Integrated Benefits Institute
- Type: non-profit
- Industry: Healthcare
- Headquarters: 595 Market St., Suite 810, San Francisco, CA 94105
- Website: "www.ibiweb.org"

= Integrated Benefits Institute =

Integrated Benefits Institute (IBI) is a United States national not-for profit organization created in 1995 with more than 700 members providing modeling and measurement tools across benefits programs, research and analysis, and a discussion and education forum. IBI is an independent resource for health and productivity research, measurement and benchmarking. The Integrated Benefits Institute is supported by insurers, drug companies and employers.

==Studies==
Examples of findings in IBI studies include:
- Employers that shift too much of the cost of drugs to workers in their company health plans could wind up losing more than they save, through absenteeism and lost productivity
- Employers severely underestimate the prevalence and lost productivity costs of depression
- The importance of addressing co-morbidities—employees with multiple chronic health conditions drive the largest effects on productivity loss
- Companies that effectively manage health-related productivity as a corporate best practice also tend to be more profitable

==Role in Health Reform==

IBI has taken a public stance on health care reform in a September 2009 Employee Benefit Advisor article stating:

"Obama must squarely address the issue of cost control, rather than just seek to reduce the number of uninsured Americans," says Thomas Parry, president of the Integrated Benefits Institute. “The untapped opportunity in the health care debate is to link better health, health care cost reduction and improved workforce productivity. This strategy not only will deal with a fundamental root cause of health care costs, but will also link health care reform to economic recovery.”
This can be done through reform provisions that encourage employers to play a greater role in preventative care. “IBI’s research shows employers know this approach is in their interest,” adds Parry, “and they can then use their leverage as payers with health insurers and providers to insist on more effective treatment and focused prevention initiatives."
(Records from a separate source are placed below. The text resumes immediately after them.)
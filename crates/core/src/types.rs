//! Identity and geometry value types
//!
//! - `StatisticId`: the (record type, kind, extended id) identity triple
//! - `BoundingBox`: axis-aligned envelope supplied by the geometry collaborator
//! - `TimeRange`: closed interval of epoch milliseconds

use crate::kind::{KindTag, StatisticKind};
use serde::{Deserialize, Serialize};
use std::fmt;

/// Identity of one maintained statistic
///
/// At most one live value exists per identity in the store. Ordering is
/// record type, then kind, then extended id, which keeps scans of one
/// record type contiguous.
///
/// An empty `extended_id` means the statistic covers the whole record type;
/// a non-empty one names a field or an index.
#[derive(Debug, Clone, PartialEq, Eq, Hash, PartialOrd, Ord, Serialize, Deserialize)]
pub struct StatisticId {
    /// Owning record type
    pub record_type: String,
    /// Aggregation function
    pub kind: StatisticKind,
    /// Disambiguator for per-field or per-index instances
    pub extended_id: String,
}

impl StatisticId {
    /// Create an identity
    pub fn new(
        record_type: impl Into<String>,
        kind: StatisticKind,
        extended_id: impl Into<String>,
    ) -> Self {
        StatisticId {
            record_type: record_type.into(),
            kind,
            extended_id: extended_id.into(),
        }
    }

    /// Identity covering the whole record type
    pub fn type_wide(record_type: impl Into<String>, kind: StatisticKind) -> Self {
        Self::new(record_type, kind, "")
    }

    /// Record count of a record type
    pub fn count(record_type: impl Into<String>) -> Self {
        Self::type_wide(record_type, StatisticKind::count())
    }

    /// Get the kind tag
    #[inline]
    pub fn tag(&self) -> &KindTag {
        self.kind.tag()
    }

    /// Check if the statistic covers the whole record type
    #[inline]
    pub fn is_type_wide(&self) -> bool {
        self.extended_id.is_empty()
    }
}

impl fmt::Display for StatisticId {
    fn fmt(&self, f: &mut fmt::Formatter<'_>) -> fmt::Result {
        write!(f, "{}/{}/{}", self.record_type, self.kind, self.extended_id)
    }
}

/// Axis-aligned bounding box
#[derive(Debug, Clone, Copy, PartialEq, Serialize, Deserialize)]
pub struct BoundingBox {
    /// Minimum x (longitude)
    pub min_x: f64,
    /// Minimum y (latitude)
    pub min_y: f64,
    /// Maximum x (longitude)
    pub max_x: f64,
    /// Maximum y (latitude)
    pub max_y: f64,
}

impl BoundingBox {
    /// Create a box, normalizing swapped corners
    pub fn new(min_x: f64, min_y: f64, max_x: f64, max_y: f64) -> Self {
        BoundingBox {
            min_x: min_x.min(max_x),
            min_y: min_y.min(max_y),
            max_x: min_x.max(max_x),
            max_y: min_y.max(max_y),
        }
    }

    /// Degenerate box around a point
    pub fn point(x: f64, y: f64) -> Self {
        BoundingBox::new(x, y, x, y)
    }

    /// Smallest box containing both boxes
    pub fn union(&self, other: &BoundingBox) -> BoundingBox {
        BoundingBox {
            min_x: self.min_x.min(other.min_x),
            min_y: self.min_y.min(other.min_y),
            max_x: self.max_x.max(other.max_x),
            max_y: self.max_y.max(other.max_y),
        }
    }

    /// Check if the boxes overlap (edges included)
    pub fn intersects(&self, other: &BoundingBox) -> bool {
        self.min_x <= other.max_x
            && other.min_x <= self.max_x
            && self.min_y <= other.max_y
            && other.min_y <= self.max_y
    }
}

impl fmt::Display for BoundingBox {
    fn fmt(&self, f: &mut fmt::Formatter<'_>) -> fmt::Result {
        write!(
            f,
            "[{},{}]-[{},{}]",
            self.min_x, self.min_y, self.max_x, self.max_y
        )
    }
}

/// Closed time interval in epoch milliseconds
#[derive(Debug, Clone, Copy, PartialEq, Eq, Hash, Serialize, Deserialize)]
pub struct TimeRange {
    /// Inclusive start
    pub start: i64,
    /// Inclusive end
    pub end: i64,
}

impl TimeRange {
    /// Create a range, normalizing swapped ends
    pub fn new(start: i64, end: i64) -> Self {
        TimeRange {
            start: start.min(end),
            end: start.max(end),
        }
    }

    /// Range holding a single instant
    pub fn instant(t: i64) -> Self {
        TimeRange { start: t, end: t }
    }

    /// Smallest range covering both ranges
    pub fn union(&self, other: &TimeRange) -> TimeRange {
        TimeRange {
            start: self.start.min(other.start),
            end: self.end.max(other.end),
        }
    }

    /// Check if the ranges overlap
    pub fn overlaps(&self, other: &TimeRange) -> bool {
        self.start <= other.end && other.start <= self.end
    }
}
IBI's research was referenced before the United States House of Representatives Committee on Energy and Commerce, Subcommittee on Health, by Richard I. Smith, Senior Vice President of Policy and Research of the Pharmaceutical Research and Manufacturers of America (PhRMA). During a hearing on prescription drug prices, Smith cited IBI's research associating increased productivity among workers with conditions like rheumatoid arthritis as an example of major therapeutic gains achieved by the industry in recent years.